Impreparados


O sismo sentido com intensidade, em Lisboa, o maior desde 1969, ocorre 36 anos depois da tragédia do incêndio do Chiado e no rescaldo dos incêndios na Madeira que evidenciaram a impreparação ou soberba dos decisores políticos perante a ocorrência do risco.


A reiterada desvalorização individual e comunitária dos riscos nos modelos de organização e nos nossos quotidianos, dos cidadãos aos decisores, faz emergir toda uma evidência de impreparação, que é muito mais que um epifenómeno, é um perigoso padrão.

O risco existe e tem de ser incorporado nas decisões, nas ações e na interiorização de rotinas em função da probabilidade ou da inevitabilidade.

Em Portugal, o risco sísmico existe, mas tirando uns maduros e alguma legislação mais no papel do que na aplicação, este é normalmente desvalorizado. É claro que existem regiões do país, como os Açores, com um maior nível de consciência do risco e de prontidão cívica e institucional para as ocorrências, mas o nosso padrão de ponderação e de antecipação do risco é indigente. É proporcionalmente oposto à facilidade com que os media e alegados especialistas falam sobre tudo nos suportes existentes em modo de “encher chouriços” em antena.

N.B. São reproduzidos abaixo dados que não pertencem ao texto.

/// One main subplot plus its insets, resolved against the data.
#[derive(Debug, Clone)]
pub struct LayoutConfiguration {
    subplots: Vec<ResolvedSpec>,
    main_index: usize,
    layers: Vec<FeatureLayer>,
    full_ratio: f64,
    margin: f64,
    crs: Option<Crs>,
    data_crs: Option<Crs>,
    border: BorderStyle,
    overall_extent: BoundingBox,
    main_ratio: f64,
    advisories: Vec<Advisory>,
}

impl LayoutConfiguration {
    pub fn builder(layers: Vec<FeatureLayer>) -> ConfigurationBuilder {
        ConfigurationBuilder::new(layers)
    }

    /// All subplots in the order they were given.
    pub fn subplots(&self) -> &[ResolvedSpec] {
        &self.subplots
    }

    pub fn main(&self) -> &ResolvedSpec {
        &self.subplots[self.main_index]
    }

    pub fn insets(&self) -> impl Iterator<Item = &ResolvedSpec> {
        self.subplots.iter().filter(|s| !s.is_main())
    }

    pub fn layers(&self) -> &[FeatureLayer] {
        &self.layers
    }

    /// Canvas width over height.
    pub fn full_ratio(&self) -> f64 {
        self.full_ratio
    }

    pub fn margin(&self) -> f64 {
        self.margin
    }

    /// Aspect ratio of the main subplot's data extent. Output sizing uses it.
    pub fn main_ratio(&self) -> f64 {
        self.main_ratio
    }

    pub fn overall_extent(&self) -> &BoundingBox {
        &self.overall_extent
    }

    pub fn crs(&self) -> Option<&Crs> {
        self.crs.as_ref()
    }

    pub fn data_crs(&self) -> Option<&Crs> {
        self.data_crs.as_ref()
    }

    pub fn border(&self) -> &BorderStyle {
        &self.border
    }

    /// Advisories raised by every spec, in spec order.
    pub fn advisories(&self) -> &[Advisory] {
        &self.advisories
    }
}

#[derive(Debug, Clone)]
pub struct ConfigurationBuilder {
    layers: Vec<FeatureLayer>,
    specs: Vec<SubplotSpec>,
    crs: Option<Crs>,
    data_crs: Option<Crs>,
    full_ratio: f64,
    margin: f64,
    border: BorderStyle,
}

impl ConfigurationBuilder {
    pub fn new(layers: Vec<FeatureLayer>) -> Self {
        Self {
            layers,
            specs: Vec::new(),
            crs: None,
            data_crs: None,
            full_ratio: 1.0,
            margin: DEFAULT_MARGIN,
            border: BorderStyle::default(),
        }
    }

    pub fn spec(mut self, spec: SubplotSpec) -> Self {
        self.specs.push(spec);
        self
    }

    pub fn specs(mut self, specs: impl IntoIterator<Item = SubplotSpec>) -> Self {
        self.specs.extend(specs);
        self
    }

    /// Target coordinate system the subplots are drawn in.
    pub fn crs(mut self, crs: Crs) -> Self {
        self.crs = Some(crs);
        self
    }

    /// Coordinate system the bounding boxes are given in.
    pub fn data_crs(mut self, crs: Crs) -> Self {
        self.data_crs = Some(crs);
        self
    }

    pub fn full_ratio(mut self, full_ratio: f64) -> Self {
        self.full_ratio = full_ratio;
        self
    }

    pub fn margin(mut self, margin: f64) -> Self {
        self.margin = margin;
        self
    }

    pub fn border(mut self, border: BorderStyle) -> Self {
        self.border = border;
        self
    }

    pub fn options(mut self, options: &LayoutOptions) -> Self {
        self.full_ratio = options.full_ratio;
        self.margin = options.margin;
        self
    }

    /// Resolve and store the result as the process-wide last configuration.
    pub fn build(self) -> Result<Arc<LayoutConfiguration>> {
        self.build_in(global_store(), &IdentityProjector)
    }

    /// Resolve and store the result in `store`. Nothing is stored on failure.
    pub fn build_in(
        self,
        store: &ConfigurationStore,
        projector: &dyn Projector,
    ) -> Result<Arc<LayoutConfiguration>> {
        let configuration = Arc::new(self.resolve(projector)?);
        store.set(Arc::clone(&configuration));
        Ok(configuration)
    }

    /// Resolve without touching any store.
    pub fn resolve(self, projector: &dyn Projector) -> Result<LayoutConfiguration> {
        let main_index = self.validate()?;

        let layers = match &self.data_crs {
            Some(data_crs) => self
                .layers
                .into_iter()
                .map(|layer| projector.reproject(layer, data_crs))
                .collect::<Result<Vec<_>>>()?,
            None => self.layers,
        };
        let overall_extent = spatial::collection_bounds(&layers)?;
        let target_crs = self.crs.clone().or_else(|| self.data_crs.clone());

        let mut subplots = Vec::with_capacity(self.specs.len());
        let mut advisories = Vec::new();
        for (index, spec) in self.specs.into_iter().enumerate() {
            let resolved_bbox = bbox::fill_missing(spec.requested_bbox(), Some(&overall_extent))?;
            let mut cropped = Vec::with_capacity(layers.len());
            for layer in &layers {
                let layer = layer.crop(&resolved_bbox);
                let layer = match &target_crs {
                    Some(crs) => projector.reproject(layer, crs)?,
                    None => layer,
                };
                cropped.push(layer);
            }
            let data_extent = spatial::cropped_extent(&cropped);
            if data_extent.is_none() {
                tracing::debug!(index, ?resolved_bbox, "subplot crop is empty");
            }
            advisories.extend(spec.advisories().iter().cloned());
            subplots.push(ResolvedSpec {
                index,
                spec,
                resolved_bbox,
                data_extent,
                layers: cropped,
            });
        }

        let main_ratio = subplots[main_index].extent_features()?.aspect_ratio;
        tracing::info!(
            subplots = subplots.len(),
            main_ratio,
            full_ratio = self.full_ratio,
            "built layout configuration"
        );

        Ok(LayoutConfiguration {
            subplots,
            main_index,
            layers,
            full_ratio: self.full_ratio,
            margin: self.margin,
            crs: target_crs,
            data_crs: self.data_crs,
            border: self.border,
            overall_extent,
            main_ratio,
            advisories,
        })
    }

    fn validate(&self) -> Result<usize> {
        if self.specs.is_empty() {
            return Err(InsetError::EmptySpecList);
        }
        let mains: Vec<usize> = self
            .specs
            .iter()
            .enumerate()
            .filter(|(_, s)| s.is_main())
            .map(|(i, _)| i)
            .collect();
        let main_index = match mains.as_slice() {
            [] => return Err(InsetError::NoMainSpec),
            [index] => *index,
            _ => return Err(InsetError::MultipleMainSpec { count: mains.len() }),
        };
        if !(self.full_ratio.is_finite() && self.full_ratio > 0.0) {
            return Err(InsetError::InvalidRatio(self.full_ratio));
        }
        if !(self.margin.is_finite() && (0.0..0.5).contains(&self.margin)) {
            return Err(InsetError::MarginOutOfRange(self.margin));
        }
        Ok(main_index)
    }
}
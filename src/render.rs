use crate::bbox::BoundingBox;
use crate::config::BorderStyle;
use crate::configuration::ResolvedSpec;
use crate::error::{InsetError, Result};
use crate::layout::ResolvedLayout;
use crate::spatial::Crs;
use crate::theme::Theme;
use geo_types::{Geometry, LineString, Polygon};
use std::path::Path;

/// Longer side of a rendered subplot's viewBox. Strokes and point radii are
/// expressed in this frame.
const NOMINAL_SIZE: f64 = 1000.0;

/// Draws subplots and stacks them into one artifact.
pub trait Renderer {
    type Artifact: Clone;

    /// Draw a subplot's cropped layers over its data extent.
    fn render(
        &self,
        theme: &Theme,
        subplot: &ResolvedSpec,
        crs: Option<&Crs>,
    ) -> Result<Self::Artifact>;

    /// Stand-in for a subplot whose crop came back empty.
    fn placeholder(&self, theme: &Theme, subplot: &ResolvedSpec) -> Result<Self::Artifact>;

    fn apply_border(&self, artifact: Self::Artifact, border: &BorderStyle) -> Self::Artifact;

    /// Lay insets over `base`, each at its normalized rectangle.
    fn place(
        &self,
        base: &Self::Artifact,
        insets: &[(Self::Artifact, ResolvedLayout)],
    ) -> Result<Self::Artifact>;

    /// Canvas width over height, when the renderer draws to a fixed canvas.
    fn canvas_ratio(&self) -> Option<f64> {
        None
    }
}

/// SVG content drawn in a `0 0 width height` viewBox.
#[derive(Debug, Clone, PartialEq)]
pub struct SvgPlot {
    pub width: f64,
    pub height: f64,
    pub body: String,
}

impl SvgPlot {
    /// Standalone SVG document at the given pixel size.
    pub fn to_document(&self, width_px: f64, height_px: f64) -> String {
        format!(
            "<svg xmlns=\"http://www.w3.org/2000/svg\" width=\"{width_px:.0}\" height=\"{height_px:.0}\" viewBox=\"0 0 {:.3} {:.3}\">{}</svg>",
            self.width, self.height, self.body
        )
    }
}

/// Renders to SVG on a canvas of `width` x `height` pixels.
#[derive(Debug, Clone)]
pub struct SvgRenderer {
    pub width: f64,
    pub height: f64,
    pub background: String,
}

impl SvgRenderer {
    pub fn new(width: f64, height: f64) -> Self {
        Self {
            width,
            height,
            background: "#FFFFFF".to_string(),
        }
    }

    pub fn with_background(mut self, background: impl Into<String>) -> Self {
        self.background = background.into();
        self
    }
}

impl Renderer for SvgRenderer {
    type Artifact = SvgPlot;

    fn canvas_ratio(&self) -> Option<f64> {
        Some(self.width / self.height)
    }

    fn render(
        &self,
        theme: &Theme,
        subplot: &ResolvedSpec,
        _crs: Option<&Crs>,
    ) -> Result<SvgPlot> {
        // Fails with the subplot's index when its crop is empty or degenerate.
        subplot.extent_features()?;
        let frame = Frame::new(subplot.data_extent().unwrap_or(subplot.resolved_bbox()));
        let mut body = String::new();
        body.push_str(&format!(
            "<rect width=\"100%\" height=\"100%\" fill=\"{}\"/>",
            escape_xml(&theme.background)
        ));
        for layer in subplot.layers() {
            body.push_str(&format!("<g data-layer=\"{}\">", escape_xml(&layer.name)));
            for geometry in &layer.geometries {
                geometry_svg(geometry, &frame, theme, &mut body);
            }
            body.push_str("</g>");
        }
        Ok(SvgPlot {
            width: frame.width,
            height: frame.height,
            body,
        })
    }

    fn placeholder(&self, theme: &Theme, subplot: &ResolvedSpec) -> Result<SvgPlot> {
        let frame = Frame::new(subplot.resolved_bbox());
        let (w, h) = (frame.width, frame.height);
        let mut body = String::new();
        body.push_str(&format!(
            "<rect width=\"100%\" height=\"100%\" fill=\"{}\"/>",
            escape_xml(&theme.placeholder_color)
        ));
        body.push_str(&format!(
            "<path d=\"M 0 0 L {w:.3} {h:.3} M {w:.3} 0 L 0 {h:.3}\" stroke=\"{}\" stroke-width=\"{}\" vector-effect=\"non-scaling-stroke\" fill=\"none\"/>",
            escape_xml(&theme.stroke),
            theme.stroke_width
        ));
        Ok(SvgPlot {
            width: w,
            height: h,
            body,
        })
    }

    fn apply_border(&self, artifact: SvgPlot, border: &BorderStyle) -> SvgPlot {
        let mut body = String::new();
        if let Some(fill) = &border.fill {
            body.push_str(&format!(
                "<rect width=\"100%\" height=\"100%\" fill=\"{}\"/>",
                escape_xml(fill)
            ));
        }
        body.push_str(&artifact.body);
        body.push_str(&format!(
            "<rect x=\"0\" y=\"0\" width=\"{:.3}\" height=\"{:.3}\" fill=\"none\" stroke=\"{}\" stroke-width=\"{}\" vector-effect=\"non-scaling-stroke\"/>",
            artifact.width,
            artifact.height,
            escape_xml(&border.color),
            border.width
        ));
        SvgPlot { body, ..artifact }
    }

    fn place(&self, base: &SvgPlot, insets: &[(SvgPlot, ResolvedLayout)]) -> Result<SvgPlot> {
        if !(self.width > 0.0 && self.height > 0.0) {
            return Err(InsetError::Render(format!(
                "canvas size {}x{} must be positive",
                self.width, self.height
            )));
        }
        let (cw, ch) = (self.width, self.height);
        let mut body = String::new();
        body.push_str(&format!(
            "<rect width=\"100%\" height=\"100%\" fill=\"{}\"/>",
            escape_xml(&self.background)
        ));
        nested_svg(&mut body, base, 0.0, 0.0, cw, ch, "xMidYMid meet");
        for (artifact, layout) in insets {
            // Layouts are anchored bottom-left; SVG's origin is top-left.
            let x = layout.x * cw;
            let y = (1.0 - layout.y - layout.height) * ch;
            nested_svg(
                &mut body,
                artifact,
                x,
                y,
                layout.width * cw,
                layout.height * ch,
                "none",
            );
        }
        Ok(SvgPlot {
            width: cw,
            height: ch,
            body,
        })
    }
}

fn nested_svg(out: &mut String, plot: &SvgPlot, x: f64, y: f64, w: f64, h: f64, aspect: &str) {
    out.push_str(&format!(
        "<svg x=\"{x:.3}\" y=\"{y:.3}\" width=\"{w:.3}\" height=\"{h:.3}\" viewBox=\"0 0 {:.3} {:.3}\" preserveAspectRatio=\"{aspect}\" overflow=\"hidden\">{}</svg>",
        plot.width, plot.height, plot.body
    ));
}

/// Maps data coordinates into the nominal viewBox, flipping y.
struct Frame {
    xmin: f64,
    ymax: f64,
    scale: f64,
    width: f64,
    height: f64,
}

impl Frame {
    fn new(extent: &BoundingBox) -> Self {
        let longest = extent.x_range().max(extent.y_range());
        let scale = if longest > 0.0 {
            NOMINAL_SIZE / longest
        } else {
            1.0
        };
        Self {
            xmin: extent.xmin,
            ymax: extent.ymax,
            scale,
            width: (extent.x_range() * scale).max(1.0),
            height: (extent.y_range() * scale).max(1.0),
        }
    }

    fn map(&self, x: f64, y: f64) -> (f64, f64) {
        ((x - self.xmin) * self.scale, (self.ymax - y) * self.scale)
    }
}

fn geometry_svg(geometry: &Geometry<f64>, frame: &Frame, theme: &Theme, out: &mut String) {
    match geometry {
        Geometry::Point(p) => point_svg(p.x(), p.y(), frame, theme, out),
        Geometry::MultiPoint(mp) => {
            for p in mp.iter() {
                point_svg(p.x(), p.y(), frame, theme, out);
            }
        }
        Geometry::Line(line) => {
            let ls = LineString::from(vec![line.start, line.end]);
            line_svg(&ls, frame, theme, out);
        }
        Geometry::LineString(ls) => line_svg(ls, frame, theme, out),
        Geometry::MultiLineString(mls) => {
            for ls in mls.iter() {
                line_svg(ls, frame, theme, out);
            }
        }
        Geometry::Polygon(poly) => polygon_svg(poly, frame, theme, out),
        Geometry::MultiPolygon(mp) => {
            for poly in mp.iter() {
                polygon_svg(poly, frame, theme, out);
            }
        }
        Geometry::Rect(rect) => polygon_svg(&rect.to_polygon(), frame, theme, out),
        Geometry::Triangle(tri) => polygon_svg(&tri.to_polygon(), frame, theme, out),
        Geometry::GeometryCollection(collection) => {
            for inner in collection.iter() {
                geometry_svg(inner, frame, theme, out);
            }
        }
    }
}

fn point_svg(x: f64, y: f64, frame: &Frame, theme: &Theme, out: &mut String) {
    let (cx, cy) = frame.map(x, y);
    out.push_str(&format!(
        "<circle cx=\"{cx:.3}\" cy=\"{cy:.3}\" r=\"{}\" fill=\"{}\"/>",
        theme.point_radius,
        escape_xml(&theme.point_color)
    ));
}

fn line_svg(ls: &LineString<f64>, frame: &Frame, theme: &Theme, out: &mut String) {
    let d = ring_path(ls, frame, false);
    if d.is_empty() {
        return;
    }
    out.push_str(&format!(
        "<path d=\"{d}\" fill=\"none\" stroke=\"{}\" stroke-width=\"{}\" vector-effect=\"non-scaling-stroke\"/>",
        escape_xml(&theme.line_color),
        theme.line_width
    ));
}

fn polygon_svg(poly: &Polygon<f64>, frame: &Frame, theme: &Theme, out: &mut String) {
    let mut d = ring_path(poly.exterior(), frame, true);
    for interior in poly.interiors() {
        let ring = ring_path(interior, frame, true);
        if !ring.is_empty() {
            d.push(' ');
            d.push_str(&ring);
        }
    }
    if d.is_empty() {
        return;
    }
    out.push_str(&format!(
        "<path d=\"{d}\" fill=\"{}\" fill-opacity=\"{}\" fill-rule=\"evenodd\" stroke=\"{}\" stroke-width=\"{}\" vector-effect=\"non-scaling-stroke\"/>",
        escape_xml(&theme.fill),
        theme.fill_opacity,
        escape_xml(&theme.stroke),
        theme.stroke_width
    ));
}

fn ring_path(ls: &LineString<f64>, frame: &Frame, close: bool) -> String {
    let mut d = String::new();
    for (idx, coord) in ls.coords().enumerate() {
        let (x, y) = frame.map(coord.x, coord.y);
        let op = if idx == 0 { 'M' } else { 'L' };
        if idx > 0 {
            d.push(' ');
        }
        d.push_str(&format!("{op} {x:.3} {y:.3}"));
    }
    if close && !d.is_empty() {
        d.push_str(" Z");
    }
    d
}

pub fn write_output_svg(svg: &str, output: Option<&Path>) -> anyhow::Result<()> {
    match output {
        Some(path) => {
            std::fs::write(path, svg)?;
        }
        None => {
            print!("{}", svg);
        }
    }
    Ok(())
}

#[cfg(feature = "png")]
pub fn write_output_png(svg: &str, output: &Path) -> anyhow::Result<()> {
    let opt = usvg::Options::default();
    let tree = usvg::Tree::from_str(svg, &opt)?;
    let size = tree.size().to_int_size();
    let mut pixmap = resvg::tiny_skia::Pixmap::new(size.width(), size.height())
        .ok_or_else(|| anyhow::anyhow!("Failed to allocate pixmap"))?;

    let mut pixmap_mut = pixmap.as_mut();
    resvg::render(&tree, resvg::tiny_skia::Transform::default(), &mut pixmap_mut);
    pixmap.save_png(output)?;
    Ok(())
}

fn escape_xml(input: &str) -> String {
    input
        .replace('&', "&amp;")
        .replace('<', "&lt;")
        .replace('>', "&gt;")
        .replace('"', "&quot;")
        .replace('\'', "&apos;")
}

#[cfg(test)]
mod tests {
    use super::*;
    use crate::configuration::ConfigurationBuilder;
    use crate::spatial::{FeatureLayer, IdentityProjector};
    use crate::spec::SubplotSpec;
    use geo_types::{point, polygon};

    fn configuration() -> crate::configuration::LayoutConfiguration {
        let layer = FeatureLayer::new(
            "land",
            vec![
                Geometry::Polygon(polygon![
                    (x: 0.0, y: 0.0),
                    (x: 4.0, y: 0.0),
                    (x: 4.0, y: 2.0),
                    (x: 0.0, y: 2.0),
                ]),
                Geometry::Point(point!(x: 1.0, y: 1.0)),
            ],
        );
        ConfigurationBuilder::new(vec![layer])
            .spec(SubplotSpec::main().build().unwrap())
            .spec(
                SubplotSpec::inset()
                    .bbox(BoundingBox::new(10.0, 10.0, 12.0, 11.0))
                    .width(0.2)
                    .build()
                    .unwrap(),
            )
            .resolve(&IdentityProjector)
            .unwrap()
    }

    #[test]
    fn renders_layers_in_data_frame() {
        let config = configuration();
        let plot = SvgRenderer::new(800.0, 400.0)
            .render(&Theme::classic(), config.main(), None)
            .unwrap();
        assert!((plot.width - 1000.0).abs() < 1e-3);
        assert!((plot.height - 500.0).abs() < 1e-3);
        assert!(plot.body.contains("<path"));
        assert!(plot.body.contains("<circle"));
        assert!(plot.body.contains("data-layer=\"land\""));
    }

    #[test]
    fn empty_subplot_fails_render_but_has_placeholder() {
        let config = configuration();
        let renderer = SvgRenderer::new(800.0, 400.0);
        let inset = &config.subplots()[1];
        assert!(renderer.render(&Theme::classic(), inset, None).is_err());
        let placeholder = renderer.placeholder(&Theme::classic(), inset).unwrap();
        assert!((placeholder.width / placeholder.height - 2.0).abs() < 1e-9);
    }

    #[test]
    fn border_wraps_body() {
        let plot = SvgPlot {
            width: 10.0,
            height: 5.0,
            body: "<g/>".to_string(),
        };
        let framed = SvgRenderer::new(100.0, 100.0).apply_border(plot, &BorderStyle::default());
        assert!(framed.body.contains("<g/>"));
        assert!(framed.body.ends_with("vector-effect=\"non-scaling-stroke\"/>"));
        assert_eq!((framed.width, framed.height), (10.0, 5.0));
    }

    #[test]
    fn place_flips_to_top_left_origin() {
        let base = SvgPlot {
            width: 10.0,
            height: 10.0,
            body: String::new(),
        };
        let inset = ResolvedLayout {
            x: 0.1,
            y: 0.2,
            width: 0.3,
            height: 0.4,
        };
        let composed = SvgRenderer::new(200.0, 100.0)
            .place(&base, &[(base.clone(), inset)])
            .unwrap();
        assert!(composed.body.contains("<svg x=\"20.000\" y=\"40.000\" width=\"60.000\" height=\"40.000\""));
        let doc = composed.to_document(200.0, 100.0);
        assert!(doc.starts_with("<svg xmlns"));
        assert!(doc.ends_with("</svg>"));
    }
}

O sismo sentido com intensidade, em Lisboa, o maior desde 1969, ocorre 36 anos depois da tragédia do incêndio do Chiado e no rescaldo dos incêndios na Madeira que evidenciaram a impreparação ou soberba dos decisores políticos perante a ocorrência do risco, sem os meios adequados para o combate e sem a humildade para solicitar apoio para o ataque inicial.

É preciso incorporar o risco nas vidas e colocá-lo no radar das decisões, mesmo que isso não tenha a visibilidade política, pública e mediática de outras opções mais rentáveis sob o ponto de vista eleitoral. É preciso fazê-lo de forma estruturada e sustentada, implacável no caso da aplicação de legislação antissísmica na construção em território de risco acrescido, como é o caso da grande Lisboa, onde se tem brincado com o fogo. Aqui, não pode haver nem quintais, nem quintinhas, de orgulhos bacocos que ficarão soterrados em caso de ocorrência, com relevo na perda de vidas, na destruição do edificado e na capacidade operacional de socorro. É que da minha experiência na área, o nível de integração operacional de Lisboa com o nível distrital e o plano nacional era sempre um caso à parte, sem a existência de rotinas de articulação e de agilização do socorro em caso de emergência. E no caso de uma ocorrência com relevantes impactos humanos e físicos, importa ter socorro posicionado no território com capacidade de resiliência para agir, mas boa parte da intervenção terá de vir do exterior, em função das disponibilidades de mobilidade no acesso às zonas sinistradas.

O risco não nos pode bloquear, mas tem de ser incorporado na organização e nos quotidianos, fazendo com que exercícios correntes anuais de consciencialização como o “A terra treme” da proteção civil, seja muito mais que uma nota de rodapé da atualidade ou uma coisa para as escolas.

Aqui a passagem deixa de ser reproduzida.